• [EXERCISE INSTRUCTIONS] In the data below, one line contains "repository dfecfb44d73ab3e7" and a later one contains "macro keeps the". Print both, with every line between them, exactly and alone.

• [DATA SHOWN]

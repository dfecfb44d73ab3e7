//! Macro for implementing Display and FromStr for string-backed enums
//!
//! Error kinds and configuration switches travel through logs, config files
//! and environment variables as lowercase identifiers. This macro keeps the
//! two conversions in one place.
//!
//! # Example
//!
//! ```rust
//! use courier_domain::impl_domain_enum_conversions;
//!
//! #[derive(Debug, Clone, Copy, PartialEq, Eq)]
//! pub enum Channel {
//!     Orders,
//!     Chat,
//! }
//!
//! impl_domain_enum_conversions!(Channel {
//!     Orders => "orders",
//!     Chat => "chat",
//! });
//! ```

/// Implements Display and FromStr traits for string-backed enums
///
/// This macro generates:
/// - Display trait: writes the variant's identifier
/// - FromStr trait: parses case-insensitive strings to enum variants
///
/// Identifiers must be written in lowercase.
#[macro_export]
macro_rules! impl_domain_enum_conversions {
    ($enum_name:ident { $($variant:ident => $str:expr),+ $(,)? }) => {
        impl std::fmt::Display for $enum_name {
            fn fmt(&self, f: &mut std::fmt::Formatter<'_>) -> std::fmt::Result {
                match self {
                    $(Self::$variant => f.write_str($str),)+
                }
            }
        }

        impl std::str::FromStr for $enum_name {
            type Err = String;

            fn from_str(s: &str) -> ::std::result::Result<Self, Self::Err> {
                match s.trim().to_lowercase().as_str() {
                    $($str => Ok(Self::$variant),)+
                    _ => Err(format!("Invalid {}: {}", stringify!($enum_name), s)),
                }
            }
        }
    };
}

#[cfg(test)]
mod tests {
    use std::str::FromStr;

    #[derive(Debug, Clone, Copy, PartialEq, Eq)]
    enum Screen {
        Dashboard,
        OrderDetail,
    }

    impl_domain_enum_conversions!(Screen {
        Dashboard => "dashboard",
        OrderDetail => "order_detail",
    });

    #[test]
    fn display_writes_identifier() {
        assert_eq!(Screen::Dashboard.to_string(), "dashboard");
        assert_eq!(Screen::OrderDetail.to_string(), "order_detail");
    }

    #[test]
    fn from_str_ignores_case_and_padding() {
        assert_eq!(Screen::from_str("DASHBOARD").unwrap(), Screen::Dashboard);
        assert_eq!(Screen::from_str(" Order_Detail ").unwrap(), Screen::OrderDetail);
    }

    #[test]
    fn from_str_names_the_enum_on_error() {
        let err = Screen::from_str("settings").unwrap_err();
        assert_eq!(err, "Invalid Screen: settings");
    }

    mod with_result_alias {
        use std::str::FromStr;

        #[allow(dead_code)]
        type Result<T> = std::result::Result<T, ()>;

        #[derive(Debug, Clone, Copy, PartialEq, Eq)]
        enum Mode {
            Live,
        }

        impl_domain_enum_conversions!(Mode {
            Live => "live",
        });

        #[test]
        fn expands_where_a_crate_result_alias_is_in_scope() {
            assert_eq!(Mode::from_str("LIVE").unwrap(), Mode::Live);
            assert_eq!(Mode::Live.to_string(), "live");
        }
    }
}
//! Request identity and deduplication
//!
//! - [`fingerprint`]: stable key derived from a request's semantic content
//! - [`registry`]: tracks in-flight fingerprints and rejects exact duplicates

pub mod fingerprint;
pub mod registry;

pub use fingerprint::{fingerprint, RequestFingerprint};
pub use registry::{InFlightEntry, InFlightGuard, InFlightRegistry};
--
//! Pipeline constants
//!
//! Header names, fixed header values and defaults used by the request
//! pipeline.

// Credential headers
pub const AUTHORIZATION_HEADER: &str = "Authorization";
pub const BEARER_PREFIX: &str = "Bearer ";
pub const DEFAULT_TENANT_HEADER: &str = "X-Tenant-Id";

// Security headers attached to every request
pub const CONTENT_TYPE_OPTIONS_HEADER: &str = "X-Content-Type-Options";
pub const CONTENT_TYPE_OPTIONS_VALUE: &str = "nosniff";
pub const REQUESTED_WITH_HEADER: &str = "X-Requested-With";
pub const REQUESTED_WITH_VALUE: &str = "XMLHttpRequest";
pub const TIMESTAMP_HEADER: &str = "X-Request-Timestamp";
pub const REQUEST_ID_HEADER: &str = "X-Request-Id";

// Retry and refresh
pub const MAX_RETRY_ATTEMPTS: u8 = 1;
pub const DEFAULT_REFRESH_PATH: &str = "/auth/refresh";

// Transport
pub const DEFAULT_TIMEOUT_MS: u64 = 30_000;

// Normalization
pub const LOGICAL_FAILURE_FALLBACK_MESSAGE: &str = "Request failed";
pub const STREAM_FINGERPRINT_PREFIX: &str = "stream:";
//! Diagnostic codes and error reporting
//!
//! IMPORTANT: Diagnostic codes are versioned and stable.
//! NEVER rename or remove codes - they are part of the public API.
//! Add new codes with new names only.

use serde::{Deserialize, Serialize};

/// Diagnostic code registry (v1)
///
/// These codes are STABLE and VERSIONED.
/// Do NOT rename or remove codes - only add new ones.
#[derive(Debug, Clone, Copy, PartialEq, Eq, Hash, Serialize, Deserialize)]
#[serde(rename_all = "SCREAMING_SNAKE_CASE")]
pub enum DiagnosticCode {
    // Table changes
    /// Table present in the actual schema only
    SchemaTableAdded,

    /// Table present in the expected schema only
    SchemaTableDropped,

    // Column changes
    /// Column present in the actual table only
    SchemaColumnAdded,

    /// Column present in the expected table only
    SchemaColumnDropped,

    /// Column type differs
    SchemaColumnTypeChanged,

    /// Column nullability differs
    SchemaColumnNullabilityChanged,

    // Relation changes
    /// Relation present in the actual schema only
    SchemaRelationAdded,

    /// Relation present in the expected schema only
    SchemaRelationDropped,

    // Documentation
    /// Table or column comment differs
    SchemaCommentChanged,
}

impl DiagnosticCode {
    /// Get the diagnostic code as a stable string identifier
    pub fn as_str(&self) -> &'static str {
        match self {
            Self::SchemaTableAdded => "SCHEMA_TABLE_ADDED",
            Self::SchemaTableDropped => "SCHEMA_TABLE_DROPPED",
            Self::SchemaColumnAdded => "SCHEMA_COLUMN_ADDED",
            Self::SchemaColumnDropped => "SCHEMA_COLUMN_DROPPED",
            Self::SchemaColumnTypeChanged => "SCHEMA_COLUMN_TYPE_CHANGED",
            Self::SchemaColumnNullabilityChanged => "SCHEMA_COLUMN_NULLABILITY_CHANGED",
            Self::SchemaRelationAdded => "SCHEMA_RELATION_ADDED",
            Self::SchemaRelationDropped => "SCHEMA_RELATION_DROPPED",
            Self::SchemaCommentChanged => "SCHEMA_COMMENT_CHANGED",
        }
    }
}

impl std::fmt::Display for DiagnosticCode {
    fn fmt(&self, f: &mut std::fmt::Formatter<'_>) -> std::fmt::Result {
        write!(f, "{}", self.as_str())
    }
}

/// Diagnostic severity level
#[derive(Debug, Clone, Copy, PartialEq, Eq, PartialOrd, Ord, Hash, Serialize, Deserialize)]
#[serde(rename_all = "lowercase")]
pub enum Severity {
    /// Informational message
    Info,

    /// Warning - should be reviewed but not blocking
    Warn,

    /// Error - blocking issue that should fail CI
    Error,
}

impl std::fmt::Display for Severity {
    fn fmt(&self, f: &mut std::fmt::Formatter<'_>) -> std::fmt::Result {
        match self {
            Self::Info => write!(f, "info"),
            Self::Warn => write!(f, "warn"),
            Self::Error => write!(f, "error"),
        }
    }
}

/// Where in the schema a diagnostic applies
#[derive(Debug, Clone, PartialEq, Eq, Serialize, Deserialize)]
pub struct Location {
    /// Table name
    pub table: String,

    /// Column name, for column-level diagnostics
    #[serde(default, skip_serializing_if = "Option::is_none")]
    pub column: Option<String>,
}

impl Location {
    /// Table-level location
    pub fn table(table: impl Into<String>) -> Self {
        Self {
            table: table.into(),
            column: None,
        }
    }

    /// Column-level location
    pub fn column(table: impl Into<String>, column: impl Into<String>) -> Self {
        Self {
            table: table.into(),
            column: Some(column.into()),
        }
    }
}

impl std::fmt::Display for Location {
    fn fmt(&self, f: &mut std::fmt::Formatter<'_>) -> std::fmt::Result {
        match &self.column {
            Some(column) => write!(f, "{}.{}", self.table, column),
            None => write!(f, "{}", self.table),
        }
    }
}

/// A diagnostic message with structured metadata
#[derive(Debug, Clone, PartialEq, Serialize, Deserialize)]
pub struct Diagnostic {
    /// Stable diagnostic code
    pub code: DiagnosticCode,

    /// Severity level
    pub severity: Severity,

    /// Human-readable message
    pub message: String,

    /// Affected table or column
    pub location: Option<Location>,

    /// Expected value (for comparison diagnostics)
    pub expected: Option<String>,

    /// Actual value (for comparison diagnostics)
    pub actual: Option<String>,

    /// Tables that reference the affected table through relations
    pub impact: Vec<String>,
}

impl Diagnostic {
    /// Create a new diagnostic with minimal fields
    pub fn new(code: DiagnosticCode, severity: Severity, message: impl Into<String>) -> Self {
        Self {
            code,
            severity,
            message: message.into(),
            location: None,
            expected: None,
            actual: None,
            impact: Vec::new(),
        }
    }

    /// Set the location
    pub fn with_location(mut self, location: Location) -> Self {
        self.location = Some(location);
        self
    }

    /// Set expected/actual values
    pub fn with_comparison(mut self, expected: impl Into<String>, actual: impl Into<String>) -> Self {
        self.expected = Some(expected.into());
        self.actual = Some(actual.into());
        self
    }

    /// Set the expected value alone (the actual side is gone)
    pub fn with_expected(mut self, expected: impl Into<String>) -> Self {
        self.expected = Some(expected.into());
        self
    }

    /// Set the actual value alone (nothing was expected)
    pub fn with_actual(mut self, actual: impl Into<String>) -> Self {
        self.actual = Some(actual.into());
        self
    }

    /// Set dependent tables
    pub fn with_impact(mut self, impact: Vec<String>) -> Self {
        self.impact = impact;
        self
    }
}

• [RESULT OF THE TASK]
repository dfecfb44d73ab3e7
//! Macro for implementing Display and FromStr for string-backed enums
//!
//! Error kinds and configuration switches travel through logs, config files
//! and environment variables as lowercase identifiers. This macro keeps the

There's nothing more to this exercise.